¿Qué piensa el mundo del trigo que se produce en la Argentina?

De eso habló con Radio Campo el secretario de Agricultura de Córdoba, Marcos Blanda, luego de las excelentes conclusiones planteadas en el cierre de TrigAR 2019.

A lo largo de dos jornadas se realizó TrigAR, la primera edición de este Congreso Internacional que busca encontrar los desafíos y también los logros alcanzados en materia de producción de trigo y crecimiento de las exportaciones.
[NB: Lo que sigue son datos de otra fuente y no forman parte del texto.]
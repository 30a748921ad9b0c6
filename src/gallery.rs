use serde::Serialize;
use std::collections::VecDeque;
use uuid::Uuid;

use crate::error::GenerationError;
use crate::models::{GeneratedAsset, GenerationBatch, VideoState};

/// Identifies the generation a response belongs to. Responses carrying an
/// outdated ticket are dropped instead of merged into a newer batch.
#[derive(Debug, Clone, Copy, PartialEq, Eq)]
pub struct GenerationTicket(u64);

/// Current batch plus a bounded, most-recent-first history.
///
/// Every operation is total: unknown ids and out-of-range history indices are no-ops.
#[derive(Debug, Clone)]
pub struct Gallery {
    current: Option<GenerationBatch>,
    history: VecDeque<GenerationBatch>,
    history_limit: usize,
    generation: u64,
}

#[derive(Debug, Serialize, Clone, PartialEq)]
pub struct HistoryEntry {
    pub index: usize,
    pub batch_id: Uuid,
    pub asset_count: usize,
    pub created_at: chrono::DateTime<chrono::Utc>,
}

#[derive(Debug, Serialize, Clone)]
pub struct GalleryView {
    pub id: Uuid,
    pub assets: Vec<GeneratedAsset>,
    pub history: Vec<HistoryEntry>,
}

impl Gallery {
    pub fn new(history_limit: usize) -> Self {
        Self { current: None, history: VecDeque::new(), history_limit, generation: 0 }
    }

    pub fn assets(&self) -> &[GeneratedAsset] {
        self.current.as_ref().map(|b| b.assets.as_slice()).unwrap_or(&[])
    }

    pub fn history(&self) -> impl Iterator<Item = &GenerationBatch> {
        self.history.iter()
    }

    pub fn favorites(&self) -> Vec<&GeneratedAsset> {
        self.assets().iter().filter(|a| a.favorite).collect()
    }

    pub fn asset(&self, id: &str) -> Option<&GeneratedAsset> {
        self.assets().iter().find(|a| a.id == id)
    }

    pub fn view(&self, id: Uuid) -> GalleryView {
        GalleryView {
            id,
            assets: self.assets().to_vec(),
            history: self
                .history
                .iter()
                .enumerate()
                .map(|(index, b)| HistoryEntry { index, batch_id: b.id, asset_count: b.assets.len(), created_at: b.created_at })
                .collect(),
        }
    }

    /// Starts a fresh generation; anything still in flight becomes stale.
    pub fn begin_generation(&mut self) -> GenerationTicket {
        self.generation += 1;
        GenerationTicket(self.generation)
    }

    pub fn current_ticket(&self) -> GenerationTicket {
        GenerationTicket(self.generation)
    }

    pub fn is_current(&self, ticket: GenerationTicket) -> bool {
        ticket.0 == self.generation
    }

    /// Makes `batch` current and pushes the previous one into history.
    pub fn replace_batch(&mut self, batch: GenerationBatch) {
        if let Some(previous) = self.current.replace(batch) {
            self.push_history(previous);
        }
    }

    /// Adds a "generate more" batch to the current assets without touching history.
    pub fn append_more(&mut self, more: GenerationBatch) {
        match self.current.as_mut() {
            Some(batch) => batch.assets.extend(more.assets),
            None => self.current = Some(more),
        }
    }

    pub fn commit_batch(&mut self, ticket: GenerationTicket, batch: GenerationBatch) -> bool {
        if !self.is_current(ticket) {
            return false;
        }
        self.replace_batch(batch);
        true
    }

    pub fn commit_more(&mut self, ticket: GenerationTicket, batch: GenerationBatch) -> bool {
        if !self.is_current(ticket) {
            return false;
        }
        self.append_more(batch);
        true
    }

    pub fn toggle_favorite(&mut self, id: &str) {
        if let Some(asset) = self.asset_mut(id) {
            asset.favorite = !asset.favorite;
        }
    }

    pub fn remove(&mut self, id: &str) {
        if let Some(batch) = self.current.as_mut() {
            batch.assets.retain(|a| a.id != id);
        }
    }

    /// Brings a history entry back; the displaced current batch moves to the front of history.
    pub fn restore_batch(&mut self, index: usize) {
        let Some(restored) = self.history.remove(index) else {
            return;
        };
        if let Some(previous) = self.current.replace(restored) {
            if !previous.assets.is_empty() {
                self.push_history(previous);
            }
        }
    }

    /// Marks a video job as started. False when the asset is unknown or a job is already pending.
    pub fn begin_video(&mut self, id: &str) -> bool {
        match self.asset_mut(id) {
            Some(asset) if asset.video != VideoState::Pending => {
                asset.video = VideoState::Pending;
                true
            }
            _ => false,
        }
    }

    /// Settles a video job wherever its asset now lives, including batches moved into history.
    pub fn finish_video(&mut self, id: &str, result: Result<String, GenerationError>) {
        if let Some(asset) = self.any_asset_mut(id) {
            asset.video = match result {
                Ok(data) => VideoState::Completed { data },
                Err(err) => VideoState::Failed { message: err.to_string() },
            };
        }
    }

    fn asset_mut(&mut self, id: &str) -> Option<&mut GeneratedAsset> {
        self.current.as_mut()?.assets.iter_mut().find(|a| a.id == id)
    }

    fn any_asset_mut(&mut self, id: &str) -> Option<&mut GeneratedAsset> {
        self.current
            .iter_mut()
            .chain(self.history.iter_mut())
            .flat_map(|b| b.assets.iter_mut())
            .find(|a| a.id == id)
    }

    fn push_history(&mut self, batch: GenerationBatch) {
        if self.history_limit == 0 {
            return;
        }
        self.history.push_front(batch);
        self.history.truncate(self.history_limit);
    }
}

#[cfg(test)]
mod tests {
    use super::*;
    use crate::models::GenerationMode;
    use pretty_assertions::assert_eq;

    fn batch(tag: &str, n: usize) -> GenerationBatch {
        let id = Uuid::new_v4();
        GenerationBatch {
            id,
            mode: GenerationMode::Broll,
            assets: (1..=n)
                .map(|v| GeneratedAsset {
                    id: format!("{}-{}-{}", tag, id, v),
                    variant: v,
                    image_data: format!("data:image/png;base64,{}", tag),
                    prompt_echo: tag.to_string(),
                    favorite: false,
                    video: VideoState::Idle,
                })
                .collect(),
            created_at: chrono::Utc::now(),
        }
    }

    #[test]
    fn unknown_ids_are_no_ops() {
        let mut gallery = Gallery::new(5);
        gallery.replace_batch(batch("a", 3));
        let before = gallery.assets().to_vec();

        gallery.toggle_favorite("missing");
        gallery.remove("missing");
        gallery.finish_video("missing", Ok("data:video/mp4;base64,AA".into()));
        assert!(!gallery.begin_video("missing"));
        assert_eq!(gallery.assets(), before.as_slice());
    }

    #[test]
    fn favorite_toggle_and_remove() {
        let mut gallery = Gallery::new(5);
        gallery.replace_batch(batch("a", 3));
        let id = gallery.assets()[1].id.clone();

        gallery.toggle_favorite(&id);
        assert_eq!(gallery.favorites().len(), 1);
        gallery.toggle_favorite(&id);
        assert!(gallery.favorites().is_empty());

        gallery.remove(&id);
        assert_eq!(gallery.assets().len(), 2);
        assert!(gallery.asset(&id).is_none());
    }

    #[test]
    fn history_is_bounded_and_most_recent_first() {
        let mut gallery = Gallery::new(2);
        let batches: Vec<_> = (0..4).map(|i| batch(&format!("b{}", i), 1)).collect();
        for b in &batches {
            gallery.replace_batch(b.clone());
        }
        let ids: Vec<_> = gallery.history().map(|b| b.id).collect();
        assert_eq!(ids, vec![batches[2].id, batches[1].id]);
        assert_eq!(gallery.view(Uuid::nil()).history.len(), 2);
    }

    #[test]
    fn restore_swaps_current_into_history() {
        let mut gallery = Gallery::new(5);
        let (first, second) = (batch("first", 2), batch("second", 2));
        gallery.replace_batch(first.clone());
        gallery.replace_batch(second.clone());

        gallery.restore_batch(0);
        assert_eq!(gallery.assets(), first.assets.as_slice());
        assert_eq!(gallery.history().next().unwrap().id, second.id);
        assert_eq!(gallery.history().count(), 1);

        gallery.restore_batch(7);
        assert_eq!(gallery.assets(), first.assets.as_slice());
    }

    #[test]
    fn append_more_keeps_existing_assets() {
        let mut gallery = Gallery::new(5);
        gallery.replace_batch(batch("a", 2));
        gallery.append_more(batch("more", 3));
        assert_eq!(gallery.assets().len(), 5);
        assert_eq!(gallery.history().count(), 0);
    }

    #[test]
    fn stale_tickets_are_dropped() {
        let mut gallery = Gallery::new(5);
        let old = gallery.begin_generation();
        let new = gallery.begin_generation();

        assert!(!gallery.commit_batch(old, batch("old", 2)));
        assert!(gallery.assets().is_empty());
        assert!(gallery.commit_batch(new, batch("new", 2)));

        let more_ticket = gallery.current_ticket();
        gallery.begin_generation();
        assert!(!gallery.commit_more(more_ticket, batch("late", 1)));
        assert_eq!(gallery.assets().len(), 2);
    }

    #[test]
    fn video_state_machine() {
        let mut gallery = Gallery::new(5);
        gallery.replace_batch(batch("a", 1));
        let id = gallery.assets()[0].id.clone();

        assert!(gallery.begin_video(&id));
        assert!(!gallery.begin_video(&id));
        gallery.finish_video(&id, Err(GenerationError::Transient("boom".into())));
        assert!(matches!(&gallery.asset(&id).unwrap().video, VideoState::Failed { message } if message.contains("boom")));

        assert!(gallery.begin_video(&id));
        gallery.finish_video(&id, Ok("data:video/mp4;base64,AA".into()));
        assert_eq!(gallery.asset(&id).unwrap().video, VideoState::Completed { data: "data:video/mp4;base64,AA".into() });
    }

    #[test]
    fn video_finishing_after_batch_moved_to_history_still_settles() {
        let mut gallery = Gallery::new(5);
        gallery.replace_batch(batch("a", 1));
        let id = gallery.assets()[0].id.clone();
        assert!(gallery.begin_video(&id));

        gallery.replace_batch(batch("b", 2));
        gallery.finish_video(&id, Ok("data:video/mp4;base64,AA".into()));

        gallery.restore_batch(0);
        assert_eq!(gallery.asset(&id).unwrap().video, VideoState::Completed { data: "data:video/mp4;base64,AA".into() });
        assert!(gallery.begin_video(&id));
    }
}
En diálogo con Radio Campo, el secretario de Agricultura de Córdoba, Marcos Blanda, explicó que en ese espacio se reunió la cadena del trigo argentino ofreciendo a los mercados del mundo nuestra producción y escuchando qué buscan y qué esperan del mismo.

Llegaron para eso delegaciones de tres continentes distintos -Europa, América y África-, así como representantes de unos diecisiete países, algunos ya compradores tradicionales -como Brasil y México-, y otros con perspectivas de comprar más y sumarse al crecimiento.

El funcionario provincial insistió en que es importante dialogar con esas delegaciones para conocer sus necesidades. “En nuestro país nos estamos dando la oportunidad única de hablar con nuestros compradores”, indicó.

Blanda se refirió además a los mayores problemas que tiene la cadena y entre ellos mencionó la logística, a la que describió como un manejo que nos viene sacando competitividad dentro de los mercados.

Sin embargo, destacó que desde el mundo ven con mucho interés que producimos a contraestación y contamos con capacidad y tecnología. “Cuando escuchan nuestras superficies, nuestros promedios y cómo de ellos sacamos calidad, nos cuentan la realidad de sus países que es muy diferente”, cuenta.

Además, el titular de Agricultura insistió en que lo que marcó la gran diferencia con nuestro país es el acompañamiento de instituciones públicas como el INTA, Senasa, las provincias, algo que no tienen pero que acá tenemos presentes desde hace tiempo.

Los representantes del extranjero también relataron cuáles son sus desafíos y cómo buscarán mejorar su productividad, y eso abre algunas puertas para exportar no sólo la producción sino también el conocimiento, el “know how”, y la tecnología.